You're missing the point entirely, Jim.  In the first place, SELECT FOR
UPDATE has little or nothing to do with serializable mode: it's
guaranteed to lock and return the latest committed version of the row.
In the second case, inserting additional tuples does not invalidate your
lock on the tuples you selected to begin with.  SELECT FOR UPDATE
doesn't try to guarantee that if you were to select again with the same
WHERE condition, there might not be more rows matching the same
condition.  It does try to guarantee that the rows you selected before
are still there and unchanged.

In the case being discussed here, you're trying to lock rows of an
outer-join.  IMHO, if that means anything at all, it means that if
you read those rows again they will still look the same.  Having the
righthand side go from NULL to not-NULL does not qualify as "looking the
same" in my book.

Perhaps this could be clarified if someone has an actual use case of
wanting to SELECT FOR UPDATE from an outer join, and can explain what
semantics they think they need for that.
        regards, tom lane

Re: outer joins and for update

From

"Jim C. Nasby"

Date:

15 November 2005, 12:55:41

On Mon, Nov 14, 2005 at 07:38:00PM -0500, Tom Lane wrote:
> "Jim C. Nasby" <jnasby@pervasive.com> writes:
> > Do we really need to prevent inserts from happening under a SELECT FOR
> > UPDATE? ISTM that's trying to apply serializable concurrency to SELECT
> > FOR UPDATE even if it's running in a read committed transaction.

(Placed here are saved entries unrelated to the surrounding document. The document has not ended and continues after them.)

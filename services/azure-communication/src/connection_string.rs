use std::collections::HashMap;

use hmacsign_core::{Error, Result};

use crate::Config;

/// Parses an [Azure Communication Services connection string][1].
///
/// ```txt
/// endpoint=https://my-resource.communication.azure.com/;accesskey=c2VjcmV0LWtleQ==
/// ```
///
/// Keys are matched case-insensitively. Values are kept verbatim, so base64
/// padding in the access key survives.
///
/// [1]: https://learn.microsoft.com/en-us/azure/communication-services/concepts/authentication
pub(crate) fn parse(conn_str: &str) -> Result<Config> {
    let mut key_values = parse_into_key_values(conn_str)?;

    let access_key = key_values.remove("accesskey").ok_or_else(|| {
        Error::config_invalid("invalid connection string, missing field: accesskey")
    })?;

    Ok(Config {
        endpoint: key_values.remove("endpoint"),
        access_key: Some(access_key),
        ..Default::default()
    })
}

fn parse_into_key_values(conn_str: &str) -> Result<HashMap<String, String>> {
    conn_str
        .trim()
        .replace('\n', "")
        .split(';')
        .filter(|&field| !field.trim().is_empty())
        .map(|field| {
            let (key, value) = field.trim().split_once('=').ok_or_else(|| {
                Error::config_invalid(format!(
                    "invalid connection string, expected '=' in field: {field}"
                ))
            })?;
            Ok((key.trim().to_ascii_lowercase(), value.trim().to_string()))
        })
        .collect()
}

In the
> > single table case we don't prevent someone from inserting a value...
> 
> You're missing the point entirely, Jim.  In the first place, SELECT FOR
> UPDATE has little or nothing to do with serializable mode: it's
> guaranteed to lock and return the latest committed version of the row.
> In the second case, inserting additional tuples does not invalidate your
> lock on the tuples you selected to begin with.  SELECT FOR UPDATE
> doesn't try to guarantee that if you were to select again with the same
> WHERE condition, there might not be more rows matching the same
> condition.  It does try to guarantee that the rows you selected before
> are still there and unchanged.
> 
> In the case being discussed here, you're trying to lock rows of an
> outer-join.  IMHO, if that means anything at all, it means that if
> you read those rows again they will still look the same.  Having the
> righthand side go from NULL to not-NULL does not qualify as "looking the
> same" in my book.

Another way to look at it is that it's not locking rows in a SELECT
clause, it's locking rows in tables. In fact, that's at least supported
by DB2; it allows you to specify field or table names when you do SELECT
FOR UPDATE on a join. That way you can tell it exactly what you expect
to be updating, and what exactly it should be locking.

> Perhaps this could be clarified if someone has an actual use case of
> wanting to SELECT FOR UPDATE from an outer join, and can explain what
> semantics they think they need for that.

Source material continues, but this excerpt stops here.